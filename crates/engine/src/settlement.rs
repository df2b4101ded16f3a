//! Prize settlement.
//!
//! Ranks players and splits the entry-fee pot into a payout manifest. The
//! manifest is the direct input to the escrow contract's `payoutWinners`,
//! invoked out-of-band by an operator; nothing here moves funds. Shares are
//! basis points applied with checked integer math, so division floors and
//! any remainder stays in the escrow pool as dust.

use serde::{Deserialize, Serialize};

use crate::error::Error;
use crate::room::Player;

// ---------------------------------------------------------------------------
// Constants
// ---------------------------------------------------------------------------

pub const BASIS_POINTS_DIVISOR: i128 = 10_000;
/// 1st 50%, 2nd 30%, 3rd 20% when three or more players finished.
pub const TOP_THREE_SPLIT_BPS: [i128; 3] = [5_000, 3_000, 2_000];
/// 60/40 for a head-to-head game.
pub const HEAD_TO_HEAD_SPLIT_BPS: [i128; 2] = [6_000, 4_000];

// ---------------------------------------------------------------------------
// Data types
// ---------------------------------------------------------------------------

/// One leaderboard row, in final rank order.
#[derive(Debug, Clone, PartialEq, Eq, Serialize, Deserialize)]
#[serde(rename_all = "camelCase")]
pub struct RankedPlayer {
    pub address: String,
    pub score: u32,
    pub correct_answers: u32,
}

/// One line of the payout manifest: `amount` base units to `address`.
#[derive(Debug, Clone, PartialEq, Eq, Serialize, Deserialize)]
#[serde(rename_all = "camelCase")]
pub struct PayoutEntry {
    pub address: String,
    #[serde(with = "amount_string")]
    pub amount: i128,
}

/// Result of settling a finished room.
#[derive(Debug, Clone, PartialEq, Eq, Serialize, Deserialize)]
#[serde(rename_all = "camelCase")]
pub struct Settlement {
    /// `entry_fee * player_count`, in base units.
    #[serde(with = "amount_string")]
    pub prize_pool: i128,
    /// Every player, descending by score; join order breaks ties.
    pub leaderboard: Vec<RankedPlayer>,
    /// Winners only; players below the paid ranks are omitted.
    pub winners: Vec<PayoutEntry>,
}

// ---------------------------------------------------------------------------
// Calculator
// ---------------------------------------------------------------------------

/// Rank `players` and split `entry_fee * players.len()`.
///
/// The sort is stable, so equal scores keep join order. Distribution by
/// player count: three or more pay the top three 50/30/20, exactly two pay
/// 60/40, a single player takes the whole pot, an empty room pays nobody.
pub fn compute(players: &[Player], entry_fee: i128) -> Result<Settlement, Error> {
    let mut ranked: Vec<&Player> = players.iter().collect();
    ranked.sort_by(|a, b| b.score.cmp(&a.score));

    let prize_pool = entry_fee
        .checked_mul(ranked.len() as i128)
        .ok_or(Error::Overflow)?;

    let split: &[i128] = match ranked.len() {
        0 => &[],
        1 => &[BASIS_POINTS_DIVISOR],
        2 => &HEAD_TO_HEAD_SPLIT_BPS,
        _ => &TOP_THREE_SPLIT_BPS,
    };

    let mut winners = Vec::with_capacity(split.len());
    for (player, bps) in ranked.iter().zip(split) {
        winners.push(PayoutEntry {
            address: player.address.clone(),
            amount: prize_share(prize_pool, *bps)?,
        });
    }

    let leaderboard = ranked
        .iter()
        .map(|p| RankedPlayer {
            address: p.address.clone(),
            score: p.score,
            correct_answers: p.correct_answers,
        })
        .collect();

    Ok(Settlement {
        prize_pool,
        leaderboard,
        winners,
    })
}

/// Floor share of `pool` at `bps` basis points.
fn prize_share(pool: i128, bps: i128) -> Result<i128, Error> {
    pool.checked_mul(bps)
        .and_then(|v| v.checked_div(BASIS_POINTS_DIVISOR))
        .ok_or(Error::Overflow)
}

// ---------------------------------------------------------------------------
// Wire format for amounts
// ---------------------------------------------------------------------------

/// Serialize `i128` base-unit amounts as decimal strings. JSON numbers lose
/// precision past 2^53 and 18-decimal token amounts exceed that routinely;
/// the payout script feeds these strings to the chain client untouched.
pub mod amount_string {
    use serde::{de, Deserialize, Deserializer, Serializer};

    pub fn serialize<S: Serializer>(amount: &i128, serializer: S) -> Result<S::Ok, S::Error> {
        serializer.serialize_str(&amount.to_string())
    }

    pub fn deserialize<'de, D: Deserializer<'de>>(deserializer: D) -> Result<i128, D::Error> {
        let raw = String::deserialize(deserializer)?;
        raw.trim()
            .parse()
            .map_err(|_| de::Error::custom("invalid token amount"))
    }
}

// ---------------------------------------------------------------------------
// Tests
// ---------------------------------------------------------------------------
use axum::http::StatusCode;
use axum::response::{IntoResponse, Response};
use axum::Json;
use quizpool_engine::{Error, ErrorKind};

use crate::schemas::ErrorResponse;

/// Engine error carried through handlers and rendered as
/// `{ "error": "<message>" }` with a status derived from the error kind.
#[derive(Debug)]
pub struct ApiError(pub Error);

impl From<Error> for ApiError {
    fn from(err: Error) -> Self {
        Self(err)
    }
}

impl IntoResponse for ApiError {
    fn into_response(self) -> Response {
        let status = match self.0.kind() {
            ErrorKind::NotFound => StatusCode::NOT_FOUND,
            ErrorKind::Unauthorized => StatusCode::FORBIDDEN,
            ErrorKind::Conflict => StatusCode::CONFLICT,
            ErrorKind::InvalidState | ErrorKind::Validation => StatusCode::BAD_REQUEST,
        };
        let body = ErrorResponse {
            error: self.0.to_string(),
        };
        (status, Json(body)).into_response()
    }
}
-------------------------
• [WORK INSTRUCTION] Go through the records and copy each line with "ErrorResponse" in it.

• [ANSWER SPACE]
use crate::schemas::ErrorResponse;
        let body = ErrorResponse {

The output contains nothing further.